▸ **Materials provided**

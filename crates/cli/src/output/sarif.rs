use std::collections::BTreeMap;

use anyhow::Result;
use darkux_guard::finding::Severity;
use darkux_guard::report::DetectionReport;
use serde_json::json;

/// Print SARIF 2.1.0 output for code-scanning dashboards
pub fn print(reports: &[DetectionReport]) -> Result<()> {
    let json = serde_json::to_string_pretty(&to_sarif(reports))?;
    println!("{json}");
    Ok(())
}

fn to_sarif(reports: &[DetectionReport]) -> serde_json::Value {
    let detectors = darkux_guard_detectors::all_detectors();

    // rule metadata comes from the detectors, not from individual findings
    let mut rules: BTreeMap<&str, serde_json::Value> = BTreeMap::new();
    let mut results = Vec::new();

    for report in reports {
        let uri = report.target().map(|t| t.as_str()).unwrap_or("page");

        for finding in report.issues() {
            let description = detectors
                .iter()
                .find(|d| d.key().as_str() == finding.detector)
                .map(|d| d.description().to_string())
                .unwrap_or_else(|| "Page could not be loaded".to_string());

            rules.entry(finding.detector.as_str()).or_insert_with(|| {
                json!({
                    "id": finding.detector,
                    "name": finding.title,
                    "shortDescription": { "text": description },
                    "defaultConfiguration": { "level": severity_to_sarif_level(finding.severity) }
                })
            });

            let mut location = json!({
                "physicalLocation": {
                    "artifactLocation": { "uri": uri }
                }
            });
            if let Some(locator) = &finding.locator {
                location["logicalLocations"] = json!([{
                    "fullyQualifiedName": locator,
                    "kind": "element"
                }]);
            }

            let message = if finding.summary.is_empty() {
                finding.title.clone()
            } else {
                format!("{}: {}", finding.title, finding.summary)
            };

            results.push(json!({
                "ruleId": finding.detector,
                "level": severity_to_sarif_level(finding.severity),
                "message": { "text": message },
                "locations": [location],
                "properties": { "scoreDelta": finding.score_delta }
            }));
        }
    }

    let scores: Vec<serde_json::Value> = reports
        .iter()
        .map(|r| {
            json!({
                "target": r.target(),
                "score": r.score()
            })
        })
        .collect();

    json!({
        "$schema": "https://raw.githubusercontent.com/oasis-tcs/sarif-spec/main/sarif-2.1/schema/sarif-schema-2.1.0.json",
        "version": "2.1.0",
        "runs": [{
            "tool": {
                "driver": {
                    "name": "darkux-guard",
                    "version": env!("CARGO_PKG_VERSION"),
                    "informationUri": "https://github.com/safestackai/darkux-guard",
                    "rules": rules.into_values().collect::<Vec<_>>()
                }
            },
            "results": results,
            "properties": { "scores": scores }
        }]
    })
}

fn severity_to_sarif_level(severity: Severity) -> &'static str {
    match severity {
        Severity::Critical => "error",
        Severity::Moderate => "warning",
        Severity::Safe => "note",
    }
}
use std::collections::HashSet;

use darkux_guard::detector::{Detector, ScanContext};
use darkux_guard::finding::Finding;
use darkux_guard::page::normalize_text;

/// One finding per distinct phrase contained in the page text, in list order.
pub(crate) fn phrase_findings(
    detector: &dyn Detector,
    ctx: &ScanContext,
    phrases: &[&str],
) -> Vec<Finding> {
    let text = ctx.text();
    let mut seen = HashSet::new();

    phrases
        .iter()
        .map(|phrase| normalize_text(phrase))
        .filter(|phrase| !phrase.is_empty() && seen.insert(phrase.clone()))
        .filter(|phrase| text.contains(phrase.as_str()))
        .map(|phrase| ctx.finding(detector).with_summary(&phrase))
        .collect()
}
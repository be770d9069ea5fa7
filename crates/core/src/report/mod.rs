pub mod scoring;
pub mod types;

pub use scoring::{severity_counts, trust_score, BASE_SCORE};
pub use types::*;
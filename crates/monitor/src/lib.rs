//! Page sources and the periodic monitoring loop.

pub mod file;
pub mod html;
pub mod http;
pub mod session;
pub mod source;

pub use file::FilePageSource;
pub use http::HttpPageSource;
pub use session::{MonitoringSession, ScanEvent, SessionError, SessionOptions, SessionState};
pub use source::PageSource;
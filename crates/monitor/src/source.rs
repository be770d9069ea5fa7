use async_trait::async_trait;
use darkux_guard::page::PageModel;
use darkux_guard::{FetchFailure, Target};

/// Produces one page snapshot per call. Implementations must report
/// navigation failures, timeouts and blocked access as [`FetchFailure`]
/// rather than return a partial model. Callers never retry.
#[async_trait]
pub trait PageSource: Send + Sync {
    async fn fetch(&self, target: &Target) -> Result<PageModel, FetchFailure>;
}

▸ **Goal of the exercise**
Reproduce each entry exactly, leaving out nothing.

▸ **Output of the task**
filename crates/cli/src/output/sarif.rs
use std::collections::BTreeMap;

use anyhow::Result;
use darkux_guard::finding::Severity;
use darkux_guard::report::DetectionReport;
use serde_json::json;

/// Print SARIF 2.1.0 output for code-scanning dashboards
pub fn print(reports: &[DetectionReport]) -> Result<()> {
    let json = serde_json::to_string_pretty(&to_sarif(reports))?;
    println!("{json}");
    Ok(())
}

fn to_sarif(reports: &[DetectionReport]) -> serde_json::Value {
    let detectors = darkux_guard_detectors::all_detectors();

    // rule metadata comes from the detectors, not from individual findings
    let mut rules: BTreeMap<&str, serde_json::Value> = BTreeMap::new();
    let mut results = Vec::new();

    for report in reports {
        let uri = report.target().map(|t| t.as_str()).unwrap_or("page");

        for finding in report.issues() {
            let description = detectors
                .iter()
                .find(|d| d.key().as_str() == finding.detector)
                .map(|d| d.description().to_string())
                .unwrap_or_else(|| "Page could not be loaded".to_string());

            rules.entry(finding.detector.as_str()).or_insert_with(|| {
                json!({
                    "id": finding.detector,
                    "name": finding.title,
                    "shortDescription": { "text": description },
                    "defaultConfiguration": { "level": severity_to_sarif_level(finding.severity) }
                })
            });

            let mut location = json!({
                "physicalLocation": {
                    "artifactLocation": { "uri": uri }
                }
            });
            if let Some(locator) = &finding.locator {
                location["logicalLocations"] = json!([{
                    "fullyQualifiedName": locator,
                    "kind": "element"
                }]);
            }

            let message = if finding.summary.is_empty() {
                finding.title.clone()
            } else {
                format!("{}: {}", finding.title, finding.summary)
            };

            results.push(json!({
                "ruleId": finding.detector,
                "level": severity_to_sarif_level(finding.severity),
                "message": { "text": message },
                "locations": [location],
                "properties": { "scoreDelta": finding.score_delta }
            }));
        }
    }

    let scores: Vec<serde_json::Value> = reports
        .iter()
        .map(|r| {
            json!({
                "target": r.target(),
                "score": r.score()
            })
        })
        .collect();

    json!({
        "$schema": "https://raw.githubusercontent.com/oasis-tcs/sarif-spec/main/sarif-2.1/schema/sarif-schema-2.1.0.json",
        "version": "2.1.0",
        "runs": [{
            "tool": {
                "driver": {
                    "name": "darkux-guard",
                    "version": env!("CARGO_PKG_VERSION"),
                    "informationUri": "https://github.com/safestackai/darkux-guard",
                    "rules": rules.into_values().collect::<Vec<_>>()
                }
            },
            "results": results,
            "properties": { "scores": scores }
        }]
    })
}

fn severity_to_sarif_level(severity: Severity) -> &'static str {
    match severity {
        Severity::Critical => "error",
        Severity::Moderate => "warning",
        Severity::Safe => "note",
    }
}
use std::collections::HashSet;

use darkux_guard::detector::{Detector, ScanContext};
use darkux_guard::finding::Finding;
use darkux_guard::page::normalize_text;

/// One finding per distinct phrase contained in the page text, in list order.
pub(crate) fn phrase_findings(
    detector: &dyn Detector,
    ctx: &ScanContext,
    phrases: &[&str],
) -> Vec<Finding> {
    let text = ctx.text();
    let mut seen = HashSet::new();

    phrases
        .iter()
        .map(|phrase| normalize_text(phrase))
        .filter(|phrase| !phrase.is_empty() && seen.insert(phrase.clone()))
        .filter(|phrase| text.contains(phrase.as_str()))
        .map(|phrase| ctx.finding(detector).with_summary(&phrase))
        .collect()
}
repository be770d9069ea5fa7
filename crates/core/src/report/mod.rs
pub mod scoring;
pub mod types;

pub use scoring::{severity_counts, trust_score, BASE_SCORE};
pub use types::*;
filename crates/monitor/src/lib.rs
//! Page sources and the periodic monitoring loop.

pub mod file;
pub mod html;
pub mod http;
pub mod session;
pub mod source;

pub use file::FilePageSource;
pub use http::HttpPageSource;
pub use session::{MonitoringSession, ScanEvent, SessionError, SessionOptions, SessionState};
pub use source::PageSource;
filename crates/monitor/src/source.rs
repository be770d9069ea5fa7
use async_trait::async_trait;
use darkux_guard::page::PageModel;
use darkux_guard::{FetchFailure, Target};

/// Produces one page snapshot per call. Implementations must report
/// navigation failures, timeouts and blocked access as [`FetchFailure`]
/// rather than return a partial model. Callers never retry.
#[async_trait]
pub trait PageSource: Send + Sync {
    async fn fetch(&self, target: &Target) -> Result<PageModel, FetchFailure>;
}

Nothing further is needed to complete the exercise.